Poetry's declaration is addition and not observation (observation lying dormant in a subject for any observer to rouse), and although written, is of a perishability equal to speech.
"maybe what is beautiful is
repeated fare amid fanned heat
back and forth"
(from "The Verb To Be", page 6)

The poems in Skinny Buddha offer such words as relapse, returns, remands, repeated, resurgences, and Ref rains. There are references to seasons, to warmth and cold. And there's this:
"To try for size one loses peaceable perspective. Several courses taken with sundowners easily persuade the visitation team to reconsider digging in. Something in the realm of hurt precludes a smooth transitioning to possibly an easy move, one consciously owning resilience."
(from the prose poem beginning "Posture remands itself to folds...", page 8)

This is return to language, recovery as abandonment. The solidity of each line (or sentence) of verse eyes surrounding lines and, though in other poems, other books, though by other poets, distant lines (I am not writing of direct quotation).
"Color of inner radish, prior to talk
Versed in vernacular twice
Fargo the limestone below
Bloomington or some such loosely
Knit cadenza of the cable car or
Stitching born to seem immaculate"
(from "Chalk", page 16)

The presence of recurrence (starting with the book's title, being two six-letter words, each with twin consonants following the first of two vowels, the second vowel ending the word) underscores alliteration, assonance, and consonance.
"Passed out lifted home a problem vaulted onto silken limber proof of
purchase the vocabulary a choirmaster’s chit whittled to sound one
chants do you resist temptation to have rendered wrinkled prose
whose tower is not mint enough to father splits the sumptuous long
tone first elected then derailed from vastness and these height
assumptions battle-weary though preceding morning"
(the third of five "Site-Specific Rations", page 20)

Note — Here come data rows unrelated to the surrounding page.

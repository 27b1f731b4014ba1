use config::builder::DefaultState;
use config::{Config, ConfigBuilder, ConfigError, Environment};
use serde::Deserialize;

pub const DOMAIN: &str = "http://www.agc.gov.my";
pub const LANDING_URL: &str =
    "http://www.agc.gov.my/index.php?option=com_content&view=article&id=1406&Itemid=259";
pub const USER_AGENT: &str =
    "Mozilla/5.0 (X11; Linux x86_64; rv:18.0) Gecko/20100101 Firefox/18.0)";
pub const TIMEOUT_SECS: u64 = 30;

/// What happens to the batch when a single page fails.
#[derive(Debug, Clone, Copy, Default, PartialEq, Eq, Deserialize)]
#[serde(rename_all = "lowercase")]
pub enum FailurePolicy {
    /// First failure cancels every in-flight request and fails the run.
    #[default]
    Abort,
    /// Failed pages are logged and skipped.
    Isolate,
}

#[derive(Debug, Clone, PartialEq, Eq, Deserialize)]
pub struct Settings {
    /// Prefix prepended verbatim to every scraped href.
    pub domain: String,
    pub landing_url: String,
    pub user_agent: String,
    pub timeout_secs: u64,
    pub failure_policy: FailurePolicy,
}

impl Default for Settings {
    fn default() -> Self {
        Self {
            domain: DOMAIN.to_string(),
            landing_url: LANDING_URL.to_string(),
            user_agent: USER_AGENT.to_string(),
            timeout_secs: TIMEOUT_SECS,
            failure_policy: FailurePolicy::Abort,
        }
    }
}

impl Settings {
    /// Defaults overridden by `AGC_*` environment variables.
    pub fn load() -> Result<Self, ConfigError> {
        Self::from_builder(
            Config::builder().add_source(Environment::with_prefix("AGC").try_parsing(true)),
        )
    }

    fn from_builder(builder: ConfigBuilder<DefaultState>) -> Result<Self, ConfigError> {
        builder
            .set_default("domain", DOMAIN)?
            .set_default("landing_url", LANDING_URL)?
            .set_default("user_agent", USER_AGENT)?
            .set_default("timeout_secs", TIMEOUT_SECS as i64)?
            .set_default("failure_policy", "abort")?
            .build()?
            .try_deserialize()
    }
}
use std::net::IpAddr;

use axum::http::HeaderValue;

/// Which origins the CORS layer admits.
#[derive(Debug, Clone, PartialEq, Eq)]
pub enum CorsOrigins {
    /// `*`: any origin, without credentials.
    Any,
    /// An explicit allow-list, with credentials.
    List(Vec<HeaderValue>),
}

/// Log output format.
#[derive(Debug, Clone, Copy, PartialEq, Eq)]
pub enum LogFormat {
    Pretty,
    Json,
}

/// A configuration variable that could not be parsed.
#[derive(Debug, thiserror::Error)]
#[error("{var} has invalid value '{value}': {reason}")]
pub struct ConfigError {
    pub var: &'static str,
    pub value: String,
    pub reason: String,
}

/// Server configuration loaded from environment variables.
///
/// All fields have defaults suitable for local development. Built once in
/// `main` and shared through `AppState`.
#[derive(Debug, Clone)]
pub struct ServerConfig {
    /// Bind address (default: `0.0.0.0`).
    pub host: IpAddr,
    /// Bind port (default: `5000`).
    pub port: u16,
    /// SQLite URL of the vehicle store (default: `sqlite://carlog.db`).
    pub database_url: String,
    /// Maximum pooled connections for file databases (default: `5`).
    pub db_max_connections: u32,
    /// Verbose logging (default: `false`).
    pub debug: bool,
    /// Log output format (default: pretty).
    pub log_format: LogFormat,
    /// Allowed CORS origins, parsed from comma-separated `CORS_ORIGINS`.
    pub cors_origins: CorsOrigins,
    /// HTTP request timeout in seconds (default: `30`).
    pub request_timeout_secs: u64,
    /// Whether `decode-vin` stores results when the request does not say
    /// (default: `false`).
    pub save_decoded: bool,
}

impl ServerConfig {
    /// Load configuration from the process environment.
    ///
    /// | Env Var                | Default              |
    /// |------------------------|----------------------|
    /// | `HOST`                 | `0.0.0.0`            |
    /// | `PORT`                 | `5000`               |
    /// | `DATABASE_URL`         | `sqlite://carlog.db` |
    /// | `DB_MAX_CONNECTIONS`   | `5`                  |
    /// | `DEBUG`                | `false`              |
    /// | `LOG_FORMAT`           | `pretty`             |
    /// | `CORS_ORIGINS`         | `*`                  |
    /// | `REQUEST_TIMEOUT_SECS` | `30`                 |
    /// | `SAVE_DECODED_VINS`    | `false`              |
    pub fn from_env() -> Result<Self, ConfigError> {
        Self::from_vars(|key| std::env::var(key).ok())
    }

    /// Load configuration through an arbitrary variable lookup.
    pub fn from_vars(lookup: impl Fn(&str) -> Option<String>) -> Result<Self, ConfigError> {
        let var = |key: &'static str, default: &str| -> (&'static str, String) {
            (key, lookup(key).unwrap_or_else(|| default.to_string()))
        };

        let host = parse(var("HOST", "0.0.0.0"))?;
        let port = parse(var("PORT", "5000"))?;
        let (_, database_url) = var("DATABASE_URL", "sqlite://carlog.db");
        let db_max_connections = parse(var("DB_MAX_CONNECTIONS", "5"))?;
        let debug = parse_flag(var("DEBUG", "false"))?;
        let log_format = parse_log_format(var("LOG_FORMAT", "pretty"))?;
        let cors_origins = parse_cors_origins(var("CORS_ORIGINS", "*"))?;
        let request_timeout_secs = parse(var("REQUEST_TIMEOUT_SECS", "30"))?;
        let save_decoded = parse_flag(var("SAVE_DECODED_VINS", "false"))?;

        Ok(Self {
            host,
            port,
            database_url,
            db_max_connections,
            debug,
            log_format,
            cors_origins,
            request_timeout_secs,
            save_decoded,
        })
    }
}

fn parse<T>((var, value): (&'static str, String)) -> Result<T, ConfigError>
where
    T: std::str::FromStr,
    T::Err: std::fmt::Display,
{
    value.trim().parse().map_err(|e: T::Err| ConfigError {
        var,
        reason: e.to_string(),
        value,
    })
}

fn parse_flag((var, value): (&'static str, String)) -> Result<bool, ConfigError> {
    match value.trim().to_ascii_lowercase().as_str() {
        "1" | "true" | "yes" | "on" => Ok(true),
        "0" | "false" | "no" | "off" | "" => Ok(false),
        _ => Err(ConfigError {
            var,
            value,
            reason: "expected true or false".into(),
        }),
    }
}

fn parse_log_format((var, value): (&'static str, String)) -> Result<LogFormat, ConfigError> {
    match value.trim().to_ascii_lowercase().as_str() {
        "pretty" | "text" | "" => Ok(LogFormat::Pretty),
        "json" => Ok(LogFormat::Json),
        _ => Err(ConfigError {
            var,
            value,
            reason: "expected pretty or json".into(),
        }),
    }
}

fn parse_cors_origins((var, value): (&'static str, String)) -> Result<CorsOrigins, ConfigError> {
    let entries: Vec<&str> = value
        .split(',')
        .map(str::trim)
        .filter(|s| !s.is_empty())
        .collect();

    if entries.is_empty() || entries.contains(&"*") {
        return Ok(CorsOrigins::Any);
    }

    let mut origins = Vec::with_capacity(entries.len());
    for origin in entries {
        let header = HeaderValue::from_str(origin).map_err(|e| ConfigError {
            var,
            value: value.clone(),
            reason: format!("origin '{origin}': {e}"),
        })?;
        origins.push(header);
    }
    Ok(CorsOrigins::List(origins))
}
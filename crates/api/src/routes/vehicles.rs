use axum::routing::get;
use axum::Router;

use crate::handlers::vehicles;
use crate::state::AppState;

/// Vehicle routes mounted at `/vehicles`.
///
/// ```text
/// GET    /                    -> list_vehicles
/// POST   /                    -> create_vehicle
/// GET    /decode-vin/{vin}    -> decode_vin
/// GET    /search              -> search_vehicles
/// GET    /{vin}               -> get_vehicle
/// PATCH  /{vin}               -> update_vehicle
/// DELETE /{vin}               -> delete_vehicle
/// GET    /{vin}/log           -> list_log
/// POST   /{vin}/log           -> append_log
/// GET    /{vin}/log/stats     -> log_stats
/// ```
pub fn router() -> Router<AppState> {
    Router::new()
        .route(
            "/",
            get(vehicles::list_vehicles).post(vehicles::create_vehicle),
        )
        .route("/decode-vin/{vin}", get(vehicles::decode_vin))
        .route("/search", get(vehicles::search_vehicles))
        .route(
            "/{vin}",
            get(vehicles::get_vehicle)
                .patch(vehicles::update_vehicle)
                .delete(vehicles::delete_vehicle),
        )
        .route(
            "/{vin}/log",
            get(vehicles::list_log).post(vehicles::append_log),
        )
        .route("/{vin}/log/stats", get(vehicles::log_stats))
}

A "sumptuous long tone first elected then derailed from vastness" doubles as a definition of the word 'poem'.
"Slapstick doves are bones of stressed errata tossed into communiqués. With cloves so near the heart, a darker sweetness trailing paths."
(from "As Such", page 21)

The "cl" of "cloves" makes a graphic writing, in type, of "doves".
"During prayer a soft p lace
Came a
Cross my sense of
H earing s he
Sounded pro-
I did not win

The first movement
Of giving up
The instrument p
Parallel to
(from "F Lute", page 13)

A word, such as "place" or "plucked" is repeated via separation. See also the poem "recreation" (page 9) and the poem beginning "Sc old" (page 10).
"It is a soon spun world open
To patterning."
(from "Tenacity", page 22)

Many wonders await, in this book or any book, poem, or artwork by Sheila E. Murphy.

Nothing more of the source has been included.